§ **Aim of the task**: Using the data below, output the first line and every line after it up to and including the line containing "the factory returns.", exactly as written and with nothing added.

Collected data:

//! JavaScript module and declaration generator.
//!
//! Turns a module name, its Python source and its parsed function list into
//! an ES module exporting a session factory, plus optional TypeScript
//! declarations for it.
//!
//! The generated factory takes a session endpoint, constructs one
//! `PythonApiClient` bound to the module, starts registration without
//! awaiting it, and returns `{ client, registration, ...functions }`. Every
//! wrapper checks its argument count, serialises each argument with
//! `JSON.stringify` and executes `return <name>(<args>)` remotely.
//!
//! Output is a pure function of the inputs: the same module name, source and
//! signatures always produce byte-identical text.
//!
//! # Examples
//!
//! ```
//! use pyloader_codegen::ModuleGenerator;
//! use pyloader_core::ModuleName;
//! use pyloader_introspector::FunctionSignature;
//!
//! let generator = ModuleGenerator::new().unwrap();
//! let functions = vec![FunctionSignature::new("add", ["a", "b"])];
//!
//! let generated = generator
//!     .generate(&ModuleName::new("example"), "def add(a, b): return a + b", &functions, true)
//!     .unwrap();
//!
//! assert!(generated.code.contains("export const example = (directorEndpoint) => {"));
//! assert!(generated.type_declarations.unwrap().contains("export type addFunction"));
//! ```

use crate::javascript::{
    is_reserved_word, require_identifier, string_literal, stringified_arguments, to_identifier,
};
use crate::template_engine::{DTS_FUNCTION, DTS_MODULE, JS_FUNCTION, JS_MODULE, TemplateEngine};
use crate::types::{
    DeclarationContext, FunctionContext, FunctionTypeContext, GeneratedModule, ModuleContext,
};
use pyloader_core::{DEFAULT_RUNTIME_PACKAGE, Error, ModuleName, Result};
use pyloader_introspector::FunctionSignature;
use std::collections::HashSet;

/// Name written into the header comment of generated files.
pub const GENERATOR_NAME: &str = "pyloader";

/// Fixed members of the object the factory returns.
const CLIENT_MEMBERS: [&str; 2] = ["client", "registration"];

/// Bindings already in scope inside the factory body.
const SCOPE_BINDINGS: [&str; 2] = ["PythonApiClient", "directorEndpoint"];

/// Names imported at the top of the generated code and declarations.
const IMPORTED_BINDINGS: [&str; 4] = [
    "AxiosResponse",
    "ExecuteResponse",
    "PythonApiClient",
    "RegisterResponse",
];

const REGISTRATION_TYPE: &str = "Promise<AxiosResponse<RegisterResponse>>";

/// Generator for per-module JavaScript wrappers and declarations.
///
/// # Thread Safety
///
/// This type is `Send` and `Sync`; templates are compiled once in
/// [`ModuleGenerator::new`] and shared by every call.
#[derive(Debug)]
pub struct ModuleGenerator<'a> {
    engine: TemplateEngine<'a>,
    runtime_package: String,
}

/// A wrapper function and the local binding it is emitted under.
struct Wrapper<'f> {
    signature: &'f FunctionSignature,
    binding: String,
}

impl Wrapper<'_> {
    fn member(&self) -> String {
        if self.binding == self.signature.name {
            self.binding.clone()
        } else {
            format!("{}: {}", self.signature.name, self.binding)
        }
    }
}

/// Names resolved for one module before rendering.
struct ModulePlan<'f> {
    export_name: String,
    wrappers: Vec<Wrapper<'f>>,
}

impl<'a> ModuleGenerator<'a> {
    /// Creates a generator importing from the default runtime package.
    ///
    /// # Errors
    ///
    /// Returns error if template registration fails.
    pub fn new() -> Result<Self> {
        Ok(Self {
            engine: TemplateEngine::new()?,
            runtime_package: DEFAULT_RUNTIME_PACKAGE.to_string(),
        })
    }

    /// Sets the module specifier generated code imports its runtime from.
    ///
    /// # Errors
    ///
    /// Returns [`Error::ValidationError`] if the specifier is empty or
    /// contains quotes, backslashes or line breaks.
    ///
    /// # Examples
    ///
    /// ```
    /// use pyloader_codegen::ModuleGenerator;
    ///
    /// let generator = ModuleGenerator::new().unwrap().with_runtime_package("./runtime.js").unwrap();
    /// assert_eq!(generator.runtime_package(), "./runtime.js");
    ///
    /// assert!(ModuleGenerator::new().unwrap().with_runtime_package("it's").is_err());
    /// ```
    pub fn with_runtime_package(mut self, package: impl Into<String>) -> Result<Self> {
        let package = package.into();
        if package.trim().is_empty() || package.contains(['\'', '"', '\\', '\n', '\r']) {
            return Err(Error::ValidationError {
                field: "runtime_package".to_string(),
                reason: format!("'{package}' cannot be used as a module specifier"),
            });
        }
        self.runtime_package = package;
        Ok(self)
    }

    /// Returns the runtime package specifier.
    #[must_use]
    pub fn runtime_package(&self) -> &str {
        &self.runtime_package
    }

    /// Generates the JavaScript module and, optionally, its declarations.
    ///
    /// # Errors
    ///
    /// Returns error if a function or parameter name is not an identifier,
    /// a function name collides with `client` or `registration`, or template
    /// rendering fails.
    pub fn generate(
        &self,
        module_name: &ModuleName,
        source: &str,
        functions: &[FunctionSignature],
        with_declarations: bool,
    ) -> Result<GeneratedModule> {
        let code = self.generate_code(module_name, source, functions)?;
        let type_declarations = if with_declarations {
            Some(self.generate_declarations(module_name, functions)?)
        } else {
            None
        };

        Ok(GeneratedModule {
            code,
            type_declarations,
        })
    }

    /// Generates the JavaScript module exporting the session factory.
    ///
    /// # Errors
    ///
    /// See [`ModuleGenerator::generate`].
    pub fn generate_code(
        &self,
        module_name: &ModuleName,
        source: &str,
        functions: &[FunctionSignature],
    ) -> Result<String> {
        let plan = plan_module(module_name, functions)?;

        let mut rendered_functions = String::new();
        for wrapper in &plan.wrappers {
            let context = FunctionContext {
                name: &wrapper.signature.name,
                binding: &wrapper.binding,
                arity: wrapper.signature.arity(),
                script_args: stringified_arguments(wrapper.signature.arity()),
            };
            rendered_functions.push_str(&self.engine.render(JS_FUNCTION, &context)?);
            rendered_functions.push('\n');
        }

        let members = CLIENT_MEMBERS
            .iter()
            .map(ToString::to_string)
            .chain(plan.wrappers.iter().map(Wrapper::member))
            .collect::<Vec<_>>()
            .join(",\n    ");

        let context = ModuleContext {
            generator: GENERATOR_NAME,
            module_name: module_name.as_str(),
            export_name: &plan.export_name,
            runtime_package: &self.runtime_package,
            module_literal: string_literal(module_name.as_str())?,
            source_literal: string_literal(source)?,
            functions: rendered_functions,
            members,
        };

        let code = self.engine.render(JS_MODULE, &context)?;
        tracing::debug!(
            "Generated {} bytes of JavaScript for module {} ({} functions)",
            code.len(),
            module_name,
            plan.wrappers.len()
        );

        Ok(code)
    }

    /// Generates TypeScript declarations for the module.
    ///
    /// # Errors
    ///
    /// See [`ModuleGenerator::generate`].
    pub fn generate_declarations(
        &self,
        module_name: &ModuleName,
        functions: &[FunctionSignature],
    ) -> Result<String> {
        let plan = plan_module(module_name, functions)?;

        let mut function_types = String::new();
        for wrapper in &plan.wrappers {
            let context = FunctionTypeContext {
                type_name: type_name(&wrapper.signature.name),
                parameters: typed_parameters(&wrapper.signature.parameters),
            };
            function_types.push_str(&self.engine.render(DTS_FUNCTION, &context)?);
        }
        if !function_types.is_empty() {
            function_types.push('\n');
        }

        let members = [
            "client: PythonApiClient".to_string(),
            format!("registration: {REGISTRATION_TYPE}"),
        ]
        .into_iter()
        .chain(plan.wrappers.iter().map(|w| {
            format!("{}: {}", w.signature.name, type_name(&w.signature.name))
        }))
        .collect::<Vec<_>>()
        .join(",\n  ");

        let context = DeclarationContext {
            generator: GENERATOR_NAME,
            module_name: module_name.as_str(),
            export_name: &plan.export_name,
            runtime_package: &self.runtime_package,
            function_types,
            members,
        };

        let declarations = self.engine.render(DTS_MODULE, &context)?;
        tracing::debug!(
            "Generated {} bytes of declarations for module {}",
            declarations.len(),
            module_name
        );

        Ok(declarations)
    }
}

/// Validates names and picks a binding for every wrapper.
fn plan_module<'f>(
    module_name: &ModuleName,
    functions: &'f [FunctionSignature],
) -> Result<ModulePlan<'f>> {
    let mut export_name = to_identifier(module_name.as_str());
    while IMPORTED_BINDINGS.contains(&export_name.as_str()) {
        export_name.push('_');
    }

    let mut taken: HashSet<&str> = functions.iter().map(|f| f.name.as_str()).collect();
    taken.extend(SCOPE_BINDINGS);
    let mut renamed: Vec<String> = Vec::new();

    let mut wrappers = Vec::with_capacity(functions.len());
    for signature in functions {
        require_identifier("function", &signature.name)?;
        if CLIENT_MEMBERS.contains(&signature.name.as_str()) {
            return Err(Error::ValidationError {
                field: "function".to_string(),
                reason: format!(
                    "'{}' collides with a member of the generated module",
                    signature.name
                ),
            });
        }
        for parameter in &signature.parameters {
            require_identifier("parameter", parameter)?;
        }

        let needs_rename =
            is_reserved_word(&signature.name) || SCOPE_BINDINGS.contains(&signature.name.as_str());
        let binding = if needs_rename {
            let binding = free_name(&signature.name, |candidate| {
                taken.contains(candidate) || renamed.iter().any(|r| r == candidate)
            });
            renamed.push(binding.clone());
            binding
        } else {
            signature.name.clone()
        };

        wrappers.push(Wrapper { signature, binding });
    }

    Ok(ModulePlan {
        export_name,
        wrappers,
    })
}

/// Appends `_` to `base` until the result is neither reserved nor in use.
fn free_name(base: &str, in_use: impl Fn(&str) -> bool) -> String {
    let mut candidate = format!("{base}_");
    while is_reserved_word(&candidate) || in_use(&candidate) {
        candidate.push('_');
    }
    candidate
}

fn type_name(function: &str) -> String {
    format!("{function}Function")
}

fn typed_parameters(parameters: &[String]) -> String {
    let mut seen: Vec<String> = Vec::with_capacity(parameters.len());
    for parameter in parameters {
        let name = if is_reserved_word(parameter) {
            free_name(parameter, |candidate| {
                parameters.iter().any(|p| p == candidate) || seen.iter().any(|s| s == candidate)
            })
        } else {
            parameter.clone()
        };
        seen.push(name);
    }

    seen.iter()
        .map(|name| format!("{name}: any"))
        .collect::<Vec<_>>()
        .join(", ")
}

§ **Task output**:
//! JavaScript module and declaration generator.
//!
//! Turns a module name, its Python source and its parsed function list into
//! an ES module exporting a session factory, plus optional TypeScript
//! declarations for it.
//!
//! The generated factory takes a session endpoint, constructs one
//! `PythonApiClient` bound to the module, starts registration without
//! awaiting it, and returns `{ client, registration, ...functions }`. Every
//! wrapper checks its argument count, serialises each argument with
//! `JSON.stringify` and executes `return <name>(<args>)` remotely.
//!
//! Output is a pure function of the inputs: the same module name, source and
//! signatures always produce byte-identical text.
//!
//! # Examples
//!
//! ```
//! use pyloader_codegen::ModuleGenerator;
//! use pyloader_core::ModuleName;
//! use pyloader_introspector::FunctionSignature;
//!
//! let generator = ModuleGenerator::new().unwrap();
//! let functions = vec![FunctionSignature::new("add", ["a", "b"])];
//!
//! let generated = generator
//!     .generate(&ModuleName::new("example"), "def add(a, b): return a + b", &functions, true)
//!     .unwrap();
//!
//! assert!(generated.code.contains("export const example = (directorEndpoint) => {"));
//! assert!(generated.type_declarations.unwrap().contains("export type addFunction"));
//! ```

use crate::javascript::{
    is_reserved_word, require_identifier, string_literal, stringified_arguments, to_identifier,
};
use crate::template_engine::{DTS_FUNCTION, DTS_MODULE, JS_FUNCTION, JS_MODULE, TemplateEngine};
use crate::types::{
    DeclarationContext, FunctionContext, FunctionTypeContext, GeneratedModule, ModuleContext,
};
use pyloader_core::{DEFAULT_RUNTIME_PACKAGE, Error, ModuleName, Result};
use pyloader_introspector::FunctionSignature;
use std::collections::HashSet;

/// Name written into the header comment of generated files.
pub const GENERATOR_NAME: &str = "pyloader";

/// Fixed members of the object the factory returns.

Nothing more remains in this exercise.